Art, Life and Memories – Madonna and Child by Campbell Neil


Madonna and Child – Crayon on Paper – Campbell Neil – 1965

I’ve probably studied this piece of art more than any other. I was about seven when my parents acquired and placed it in the living room of the home I grew up in. The artist, Campbell Neil, was a family friend and my father’s insurance agent. He had crafted this wonderful modern Madonna and Child using crayons and paper and this was a true wonder to me at the time. After all I had crayons, the stubs of which I carefully kept in an old Maxwell House coffee can, and this moving work of art had been made using crayons just like mine.

So I spent hours upon hours gazing at this art. I often did so with that old coffee can in front of me carefully trying to replicate just some of the beauty contained in this piece. While I didn’t, except on one or two occasions, try to replicate the subject matter I did try my hand blending the colors and began moving away from the technique used by most seven year old children of making a bold outline and then carefully coloring it in.

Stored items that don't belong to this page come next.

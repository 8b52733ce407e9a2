//! Centralized error types for the simulation.
//!
//! This module defines all error types used throughout the crate,
//! providing a consistent error handling approach.

use std::io;

use glam::IVec2;

use crate::entity::ghost::Mode;

/// Main error type for the simulation.
///
/// This is the primary error type that should be used in public APIs.
/// It can represent any error that can occur while building or running a level.
#[derive(thiserror::Error, Debug)]
pub enum GameError {
    #[error("Map parsing error: {0}")]
    MapParse(#[from] ParseError),

    #[error("Map error: {0}")]
    Map(#[from] MapError),

    #[error("Entity error: {0}")]
    Entity(#[from] EntityError),

    #[error("Save error: {0}")]
    Save(#[from] SaveError),

    #[error("IO error: {0}")]
    Io(#[from] io::Error),
}

/// Error type for map parsing operations.
#[derive(thiserror::Error, Debug, PartialEq, Eq)]
pub enum ParseError {
    #[error("Unknown character in board: {0:?}")]
    UnknownCharacter(char),
    #[error("Board has no rows")]
    EmptyBoard,
    #[error("Row {row} is {found} cells wide, expected {expected}")]
    RaggedRow { row: usize, expected: usize, found: usize },
    #[error("Pen door must appear exactly once, found {0}")]
    InvalidHouseDoorCount(usize),
    #[error("Player start must appear exactly once, found {0}")]
    InvalidPlayerStartCount(usize),
    #[error("Start position for pursuer {0} not found")]
    MissingPursuerStart(u8),
    #[error("Invalid pen layout: {0}")]
    InvalidPen(String),
}

/// Errors related to grid queries.
#[derive(thiserror::Error, Debug, Clone, Copy, PartialEq, Eq)]
pub enum MapError {
    #[error("Cell {0} is outside the grid")]
    OutOfBounds(IVec2),
}

/// Errors related to entity updates.
#[derive(thiserror::Error, Debug, Clone, Copy, PartialEq, Eq)]
pub enum EntityError {
    #[error("Invalid mode transition: {from} -> {to}")]
    InvalidModeTransition { from: Mode, to: Mode },

    #[error("No legal move from cell {0}")]
    NoLegalMove(IVec2),

    #[error("Unknown pursuer: {0}")]
    UnknownPursuer(usize),

    #[error(transparent)]
    Map(#[from] MapError),
}

/// Errors related to restoring persisted state.
#[derive(thiserror::Error, Debug)]
pub enum SaveError {
    #[error("Corrupt save state: {0}")]
    CorruptSaveState(String),

    #[error("Malformed save data: {0}")]
    Json(#[from] serde_json::Error),
}

/// Result type for simulation operations.
pub type GameResult<T> = Result<T, GameError>;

Looking back now this may have been the first artwork I ever fully appreciated and learned from. The depth and feeling Mr. Neil obtained using his economic lines and subtle shading had a lasting impression on me.

Campbell Neil was a kind and gentle man and these traits come across in his work. I remember when my father died in 1979 Mr. Neil was one of the first people to come to the house. He came not as my dad’s insurance agent, although he was, but he came as friend. His calmness was a welcome relief from the chaos my family was experiencing having just lost our father quite suddenly at the age of 52. We knew he shared our feeling of loss and his presence was a comfort just as the artwork he had so carefully crafted and which was hanging in the living room always had been for me.

Mr. Neil himself passed away a number of years ago but I thought of him last week as I once again studied this amazing work of art. It still hangs in my mother’s living room. It’s now a different house than the one I grew up in and in a different state but having the Madonna and Child hanging there certainly helped make it feel like home.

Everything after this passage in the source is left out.